Un clin d'œil sur les minerais de la RDC
De plus, il faut également lorgner sur les minerais des pays des Grands Lacs, que Washington peut ainsi acquérir à vil prix. D'où l'importance que le président américain attache à Kigali, et qui explique le peu d'empressement à faire pression sur leur allié Paul Kagame pour lever le pied en République démocratique du Congo. Washington, qui n'a jamais caché son soutien tant politique que militaire au Rwanda, a prestement évité la RDC située de l'autre côté de la frontière. Avec ses 5 millions de morts, le compte n'est certainement pas assez bon que pour traverser et présenter les excuses américaines pour non assistance.
La propension congolaise à nouer des liens commerciaux d'envergure avec Pékin, mais surtout le peu d'empressement de Kinshasa à assainir ses finances et l'indice de corruption parmi les plus élevés de la planète ne seraient pas non plus étrangers à l'indifférence affichée par le président américain à son égard.
Ainsi, le dernier voyage de Bush l'a été en direction de « ses amis les plus fidèles », ceux qui font preuve de « bonne gouvernance ». Tandis que ceux qui ont été ignorés devraient, de l'avis non avoué, améliorer leur performance sur le plan de l'assainissement des finances publiques, mais surtout de l'utilisation des revenus de leurs productions pour relever le niveau de vie des populations.

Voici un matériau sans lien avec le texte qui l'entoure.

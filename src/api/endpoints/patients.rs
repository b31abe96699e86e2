//! Patient endpoints.
//!
//! - `GET /api/patients`
//! - `POST /api/patients`
//! - `POST /api/patients/:id/assignments`: apply a protocol
//! - `GET /api/patients/:id/tasks?from=&to=`: scheduled tasks

use axum::extract::{Path, Query, State};
use axum::http::StatusCode;
use axum::{Extension, Json};
use chrono::NaiveDate;
use serde::Deserialize;
use uuid::Uuid;

use crate::api::error::ApiError;
use crate::api::types::{ApiContext, TenantContext};
use crate::models::{Patient, TaskView};
use crate::service::{AssignProtocol, AssignmentOutcome, NewPatient};

pub async fn list(
    State(ctx): State<ApiContext>,
    Extension(tenant): Extension<TenantContext>,
) -> Result<Json<Vec<Patient>>, ApiError> {
    Ok(Json(ctx.service.list_patients(&tenant.tenant_id)?))
}

pub async fn create(
    State(ctx): State<ApiContext>,
    Extension(tenant): Extension<TenantContext>,
    Json(req): Json<NewPatient>,
) -> Result<(StatusCode, Json<Patient>), ApiError> {
    let patient = ctx.service.create_patient(&tenant.tenant_id, req)?;
    Ok((StatusCode::CREATED, Json(patient)))
}

/// `POST /api/patients/:id/assignments`: 409 if already assigned.
pub async fn assign(
    State(ctx): State<ApiContext>,
    Extension(tenant): Extension<TenantContext>,
    Path(patient_id): Path<Uuid>,
    Json(req): Json<AssignProtocol>,
) -> Result<(StatusCode, Json<AssignmentOutcome>), ApiError> {
    let outcome = ctx
        .service
        .assign_protocol(&tenant.tenant_id, &patient_id, req)?;
    Ok((StatusCode::CREATED, Json(outcome)))
}

#[derive(Debug, Deserialize)]
pub struct TaskRangeQuery {
    pub from: Option<NaiveDate>,
    pub to: Option<NaiveDate>,
}

pub async fn tasks(
    State(ctx): State<ApiContext>,
    Extension(tenant): Extension<TenantContext>,
    Path(patient_id): Path<Uuid>,
    Query(range): Query<TaskRangeQuery>,
) -> Result<Json<Vec<TaskView>>, ApiError> {
    let tasks =
        ctx.service
            .list_patient_tasks(&tenant.tenant_id, &patient_id, range.from, range.to)?;
    Ok(Json(tasks))
}
//! Turns a protocol assignment into dated patient task instances.
//!
//! Each definition is written inside its own transaction; a failing
//! definition is logged, recorded in the report, and skipped while the rest
//! of the batch continues. Instances are unique on
//! (patient, definition, date), so re-running an assignment is a no-op.

use rusqlite::Connection;
use serde::Serialize;
use uuid::Uuid;

use super::resolver::{resolve_descriptor, Horizon, ResolveWarning};
use crate::config::SchedulingConfig;
use crate::db::{self, DatabaseError};
use crate::models::enums::TaskStatus;
use crate::models::{PatientTaskInstance, ProtocolAssignment, TaskDefinitionRecord};

/// A definition that could not be materialized.
#[derive(Debug, Clone, PartialEq, Eq, Serialize)]
pub struct MaterializeFailure {
    pub definition_id: Uuid,
    pub error: String,
}

/// Outcome of one materialization run.
#[derive(Debug, Clone, Default, PartialEq, Eq, Serialize)]
pub struct MaterializeReport {
    pub created: usize,
    pub duplicates_skipped: usize,
    pub failures: Vec<MaterializeFailure>,
    pub warnings: Vec<ResolveWarning>,
}

impl MaterializeReport {
    pub fn is_clean(&self) -> bool {
        self.failures.is_empty() && self.warnings.is_empty()
    }
}

pub struct TaskMaterializer {
    horizon: Horizon,
    max_occurrences: usize,
}

impl TaskMaterializer {
    pub fn new(config: SchedulingConfig) -> Self {
        Self {
            horizon: Horizon::days(config.horizon_days),
            max_occurrences: config.max_occurrences_per_task,
        }
    }

    /// Write task instances for every definition of an assignment.
    pub fn materialize(
        &self,
        conn: &Connection,
        assignment: &ProtocolAssignment,
        definitions: &[TaskDefinitionRecord],
    ) -> MaterializeReport {
        let mut report = MaterializeReport::default();

        for def in definitions {
            match self.materialize_definition(conn, assignment, def, &mut report.warnings) {
                Ok((created, skipped)) => {
                    report.created += created;
                    report.duplicates_skipped += skipped;
                }
                Err(e) => {
                    tracing::warn!(
                        assignment_id = %assignment.id,
                        definition_id = %def.id,
                        error = %e,
                        "Task definition not materialized, continuing"
                    );
                    report.failures.push(MaterializeFailure {
                        definition_id: def.id,
                        error: e.to_string(),
                    });
                }
            }
        }

        tracing::info!(
            assignment_id = %assignment.id,
            patient_id = %assignment.patient_id,
            created = report.created,
            duplicates = report.duplicates_skipped,
            failures = report.failures.len(),
            "Protocol materialized"
        );
        report
    }

    fn materialize_definition(
        &self,
        conn: &Connection,
        assignment: &ProtocolAssignment,
        def: &TaskDefinitionRecord,
        warnings: &mut Vec<ResolveWarning>,
    ) -> Result<(usize, usize), DatabaseError> {
        if def.protocol_id != assignment.protocol_id {
            return Err(DatabaseError::ConstraintViolation(format!(
                "definition {} is not part of protocol {}",
                def.id, assignment.protocol_id
            )));
        }

        let mut resolution = resolve_descriptor(
            assignment.anchor_date,
            def.day_offset,
            Some(&def.recurrence),
            def.recurrence_end_day,
            self.horizon,
            self.max_occurrences,
        );
        warnings.append(&mut resolution.warnings);

        if resolution.dates.is_empty() {
            tracing::debug!(definition_id = %def.id, "No occurrences inside the window");
            return Ok((0, 0));
        }

        let created_at = db::now();
        let tx = conn.unchecked_transaction()?;
        let mut created = 0;
        let mut skipped = 0;
        for date in resolution.dates {
            let instance = PatientTaskInstance {
                id: Uuid::new_v4(),
                patient_id: assignment.patient_id,
                assignment_id: assignment.id,
                task_definition_id: def.id,
                scheduled_date: date,
                status: TaskStatus::Pending,
                completion: None,
                created_at,
            };
            if db::insert_task_instance(&tx, &instance)? {
                created += 1;
            } else {
                skipped += 1;
            }
        }
        tx.commit()?;
        Ok((created, skipped))
    }
}

#[cfg(test)]
mod tests {
    use super::*;
    use chrono::{NaiveDate, NaiveDateTime};
    use crate::db::sqlite::open_memory_database;
    use crate::models::enums::*;
    use crate::models::*;
    use crate::scheduling::{Recurrence, RecurrenceRule};

    fn date(y: i32, m: u32, d: u32) -> NaiveDate {
        NaiveDate::from_ymd_opt(y, m, d).unwrap()
    }

    fn ts() -> NaiveDateTime {
        date(2025, 1, 4).and_hms_opt(9, 0, 0).unwrap()
    }

    struct Fixture {
        conn: Connection,
        assignment: ProtocolAssignment,
        protocol: Protocol,
    }

    fn fixture(tasks: Vec<(i32, RecurrenceRule)>) -> Fixture {
        let conn = open_memory_database().unwrap();
        let tenant_id = Uuid::new_v4();
        db::insert_tenant(&conn, &Tenant {
            id: tenant_id,
            name: "Ortho".into(),
            kind: TenantKind::Practice,
            created_at: ts(),
        }).unwrap();
        let patient_id = Uuid::new_v4();
        db::insert_patient(&conn, &Patient {
            id: patient_id,
            tenant_id,
            full_name: "Ana".into(),
            surgery_date: Some(date(2025, 1, 17)),
            created_at: ts(),
        }).unwrap();

        let protocol_id = Uuid::new_v4();
        let protocol = Protocol {
            id: protocol_id,
            tenant_id,
            name: "Hip".into(),
            description: None,
            created_at: ts(),
            tasks: tasks
                .into_iter()
                .enumerate()
                .map(|(i, (day_offset, recurrence))| ProtocolTaskDefinition {
                    id: Uuid::new_v4(),
                    protocol_id,
                    title: format!("Task {i}"),
                    task_type: TaskType::Exercise,
                    day_offset,
                    recurrence,
                    unrecognized_recurrence: None,
                })
                .collect(),
        };
        db::insert_protocol(&conn, &protocol).unwrap();

        let assignment = ProtocolAssignment {
            id: Uuid::new_v4(),
            tenant_id,
            patient_id,
            protocol_id,
            anchor_date: date(2025, 1, 17),
            assigned_by: None,
            assigned_at: ts(),
        };
        db::insert_assignment(&conn, &assignment).unwrap();

        Fixture { conn, assignment, protocol }
    }

    fn records(f: &Fixture) -> Vec<TaskDefinitionRecord> {
        db::list_definition_records(&f.conn, &f.protocol.id).unwrap()
    }

    fn scheduled_dates(f: &Fixture) -> Vec<NaiveDate> {
        db::list_tasks_for_patient(&f.conn, &f.assignment.patient_id, None, None)
            .unwrap()
            .into_iter()
            .map(|t| t.instance.scheduled_date)
            .collect()
    }

    #[test]
    fn one_off_task_lands_before_surgery() {
        let f = fixture(vec![(-7, RecurrenceRule::once())]);
        let report = TaskMaterializer::new(SchedulingConfig::default())
            .materialize(&f.conn, &f.assignment, &records(&f));

        assert_eq!(report.created, 1);
        assert!(report.is_clean());
        assert_eq!(scheduled_dates(&f), vec![date(2025, 1, 10)]);
    }

    #[test]
    fn daily_task_capped_at_ten() {
        let f = fixture(vec![(0, RecurrenceRule::new(Recurrence::Daily))]);
        let report = TaskMaterializer::new(SchedulingConfig::default())
            .materialize(&f.conn, &f.assignment, &records(&f));

        assert_eq!(report.created, 10);
        let dates = scheduled_dates(&f);
        assert_eq!(dates.first(), Some(&date(2025, 1, 17)));
        assert_eq!(dates.last(), Some(&date(2025, 1, 26)));
    }

    #[test]
    fn cap_is_configurable() {
        let f = fixture(vec![(0, RecurrenceRule::new(Recurrence::Weekly))]);
        let config = SchedulingConfig {
            horizon_days: 90,
            max_occurrences_per_task: 100,
        };
        let report = TaskMaterializer::new(config).materialize(&f.conn, &f.assignment, &records(&f));
        assert_eq!(report.created, 13);
    }

    #[test]
    fn unbounded_horizon_still_writes_only_the_cap() {
        let f = fixture(vec![(0, RecurrenceRule::new(Recurrence::Hourly))]);
        let config = SchedulingConfig {
            horizon_days: u32::MAX,
            max_occurrences_per_task: 10,
        };
        let report = TaskMaterializer::new(config).materialize(&f.conn, &f.assignment, &records(&f));

        assert_eq!(report.created, 10);
        let dates = scheduled_dates(&f);
        assert_eq!(dates.first(), Some(&date(2025, 1, 17)));
        assert_eq!(dates.last(), Some(&date(2025, 1, 26)));
    }

    #[test]
    fn rerun_creates_no_duplicates() {
        let f = fixture(vec![
            (-7, RecurrenceRule::once()),
            (1, RecurrenceRule::new(Recurrence::Daily).until_day(5)),
        ]);
        let materializer = TaskMaterializer::new(SchedulingConfig::default());
        let defs = records(&f);

        let first = materializer.materialize(&f.conn, &f.assignment, &defs);
        assert_eq!(first.created, 6);

        let second = materializer.materialize(&f.conn, &f.assignment, &defs);
        assert_eq!(second.created, 0);
        assert_eq!(second.duplicates_skipped, 6);
        assert_eq!(db::count_tasks_for_assignment(&f.conn, &f.assignment.id).unwrap(), 6);
    }

    #[test]
    fn failing_definition_does_not_abort_batch() {
        let f = fixture(vec![(-7, RecurrenceRule::once()), (2, RecurrenceRule::once())]);
        let mut defs = records(&f);
        let foreign = TaskDefinitionRecord {
            id: Uuid::new_v4(),
            protocol_id: Uuid::new_v4(),
            ..defs[0].clone()
        };
        defs.insert(1, foreign.clone());

        let report = TaskMaterializer::new(SchedulingConfig::default())
            .materialize(&f.conn, &f.assignment, &defs);

        assert_eq!(report.created, 2);
        assert_eq!(report.failures.len(), 1);
        assert_eq!(report.failures[0].definition_id, foreign.id);
        assert_eq!(scheduled_dates(&f), vec![date(2025, 1, 10), date(2025, 1, 19)]);
    }

    #[test]
    fn unpersisted_definition_rolls_back_only_itself() {
        let f = fixture(vec![(0, RecurrenceRule::once())]);
        let mut defs = records(&f);
        // Right protocol, but no definition row: the FK rejects the insert.
        defs.push(TaskDefinitionRecord {
            id: Uuid::new_v4(),
            ..defs[0].clone()
        });

        let report = TaskMaterializer::new(SchedulingConfig::default())
            .materialize(&f.conn, &f.assignment, &defs);

        assert_eq!(report.created, 1);
        assert_eq!(report.failures.len(), 1);
        assert_eq!(db::count_tasks_for_assignment(&f.conn, &f.assignment.id).unwrap(), 1);
    }

    #[test]
    fn unknown_descriptor_schedules_once_with_warning() {
        let f = fixture(vec![]);
        let def = TaskDefinitionRecord {
            id: Uuid::new_v4(),
            protocol_id: f.protocol.id,
            title: "Legacy reminder".into(),
            task_type: TaskType::Message,
            day_offset: 3,
            recurrence: "biweekly".into(),
            recurrence_end_day: None,
        };
        db::insert_task_definition(&f.conn, &def, 0).unwrap();

        let report = TaskMaterializer::new(SchedulingConfig::default())
            .materialize(&f.conn, &f.assignment, &records(&f));

        assert_eq!(report.created, 1);
        assert!(report.failures.is_empty());
        assert_eq!(
            report.warnings,
            vec![ResolveWarning::RecurrenceUnrecognized { descriptor: "biweekly".into() }]
        );
        assert_eq!(scheduled_dates(&f), vec![date(2025, 1, 20)]);
    }

    #[test]
    fn end_bound_before_first_occurrence_writes_nothing() {
        let f = fixture(vec![(5, RecurrenceRule::new(Recurrence::Daily).until_day(2))]);
        let report = TaskMaterializer::new(SchedulingConfig::default())
            .materialize(&f.conn, &f.assignment, &records(&f));
        assert_eq!(report.created, 0);
        assert!(report.failures.is_empty());
    }
}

L'opinion reste défavorable à Washington
Mais, au-delà des contorsions de Bush à faire accréditer les efforts déployés par les Américains, l'opinion dans les pays visités n'est pas restée dupe. Le Bénin, première étape, où Washington intervient dans la lutte contre le paludisme, dénonce par ailleurs les subventions grassement accordées aux producteurs américains du coton, et qui mettent à mal la vie de leurs homologues africains.
Washington n'est pas non parvenu à vendre le concept d'un commandement militaire américain en Afrique, l'AFRICOM, actuellement installé en Allemagne. Le Nigeria, terrain de predilection, a opposé son refus à ce sujet, après les pays du Maghreb. Même le chèque au président tanzanien n'a pas empêché la population de démontrer son hostilité vis-à-vis de la politique étrangère des Etats-Unis. Quelque 2.000 musulmans ont défilé à Dar es-Salaam pour dénoncer Bush et sa guerre autoproclamée contre le terrorisme. Si Bush n'a pu réussir à se faire des amis dans les pays visités, il aura en tout cas multiplié son capital méfiance dans les Etats ignorés.